The 2000 UK & Ireland Greyhound Racing Year was the 74th year of greyhound racing in the United Kingdom and Ireland.

Roll of honour

Summary
The National Greyhound Racing Club (NGRC) released the annual returns, with totalisator turnover at £86,014,070 and attendances recorded at 3,697,939 from 6643 meetings.

Palace Issue trained by Linda Mullins was voted Greyhound of the Year after winning the St Leger at Wimbledon Stadium, defending his Grand Prix title at Walthamstow, winning a third successive Hunt Cup and second WJ & JE Cearns Invitation. Mullins also won the Greyhound Trainer of the Year for the fifth successive year and then announced her retirement, the kennels and licence was switched to one of her sons John.

El Tenor owned by Mario Lanfranchi and trained by Mullins brought up the magical 100 open race wins to write his name in the history books as one of the greatest hurdlers. Rising star Rapid Ranger was third in the Scottish Greyhound Derby behind Knockeevan Star and then went on to win the 2000 English Greyhound Derby.

Tracks
Irish tracks were subject to changes. The Dundalk Ramparts Greyhound Stadium closed on 20 November in order for the major rebuild to take place. Curraheen Park opened on 8 April as a replacement for the previous track the Cork (Western Road) Greyhound Stadium, the sale of the old track enabled the Irish Greyhound Board to fund a new stadium with modern facilities. The Kingdom Greyhound Stadium in Tralee also underwent a major refit as the stadium was redesigned for the new Millennium.

Swaffham ceased to race after the promoter Tom Smith and the holder of the lease Vince Moody had a disagreement, the track had raced for 13 years and was turned into a schooling facility.
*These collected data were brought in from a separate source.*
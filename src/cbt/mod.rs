//! CBT strategy mapping and feedback
//!
//! Maps a classified emotion plus its VAD coordinates onto a structured
//! therapeutic strategy. The deterministic stage (lookup table + VAD
//! adjustments) always succeeds; an optional elaboration stage asks the
//! text-generation collaborator for a richer narrative and is discarded
//! wholesale if the response cannot be parsed.

pub mod feedback;
pub mod patterns;
pub mod strategy;

pub use feedback::{
    BehavioralStrategies, CbtFeedback, CognitiveTechniques, EmotionAssessment, ProgressTracking,
};
pub use patterns::PatternAnalysis;
pub use strategy::CbtStrategy;
//! Request-multiplexing runtime for a line-oriented JSON-RPC daemon that
//! drives z/OS mainframe resource operations through native helper
//! subprocesses.
//!
//! A single long-lived daemon process reads one JSON-RPC 2.0 request per
//! line from stdin and writes one response (or notification) per line to
//! stdout, while a pool of workers each own a persistent helper subprocess
//! reached through a small stdio sub-protocol. This crate owns that
//! machinery — dispatch, the worker pool, the child-process channel, the
//! shared-memory progress view, the FIFO-backed stream subsystem, and the
//! daemon's own logging/config/error-handling layers — and leaves the
//! mapping from JSON-RPC method names to concrete dataset/USS/job/console
//! operations to an adapter crate built on top of it.
//!
//! ## Lifecycle
//! [`daemon::run`] ties the pieces together: install logging, stabilize
//! stdio codepages, load the optional checksums sidecar, spawn the worker
//! pool, emit the readiness banner, then read requests until stdin closes.
//!
//! ## Wire types
//! [`protocol`] carries the JSON-RPC request/response/notification shapes
//! and the closed catalog of method names; [`dispatcher::Dispatcher`] maps
//! those names to handler adapters supplied by the caller.
//!
//! ## Per-worker state
//! [`channel::ChildChannel`] owns one helper subprocess's stdio; optional
//! [`shmem::SharedMemoryView`] gives workers a typed view onto the progress
//! cell the helper publishes; [`stream::StreamManager`] derives and manages
//! the FIFOs used for bulk transfer.

pub mod channel;
pub mod checksums;
pub mod daemon;
pub mod dispatcher;
pub mod error;
pub mod logger;
pub mod output;
pub mod platform;
mod process;
pub mod protocol;
pub mod shmem;
pub mod stream;
pub mod worker;

pub use channel::ChildChannel;
pub use dispatcher::{Dispatcher, HandlerContext, HandlerFn, HandlerFuture};
pub use error::{ChannelError, DaemonError, HandlerError};
pub use output::OutputSink;
pub use stream::StreamManager;
pub use worker::{WorkerPool, WorkerPoolConfig};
Tom Smith and son Gavin Smith would leave a lasting legacy however as they were responsible for producing the 'Swaffham hare'. During a ten-year period they had produced a hare system that would replace just about every other hare system; the McGee, outside Sumner, inside Sumner and Bramich would all but disappear.

News
The Supertrack competition inaugurated in 1994 is officially ended by the British Greyhound Racing Board. Harlow lost three trainers in quick succession; Jean Carter moved to Crayford, Wayne Wilson to Catford and Kay Wyatt to Sittingbourne. Wyatt would soon give up training and Maxine Locke would take over the kennels and contract at Sittingbourne. Hazel Dickson retired leaving Wimbledon for other interests outside of greyhound racing; she had never recovered from the day that Wembley closed.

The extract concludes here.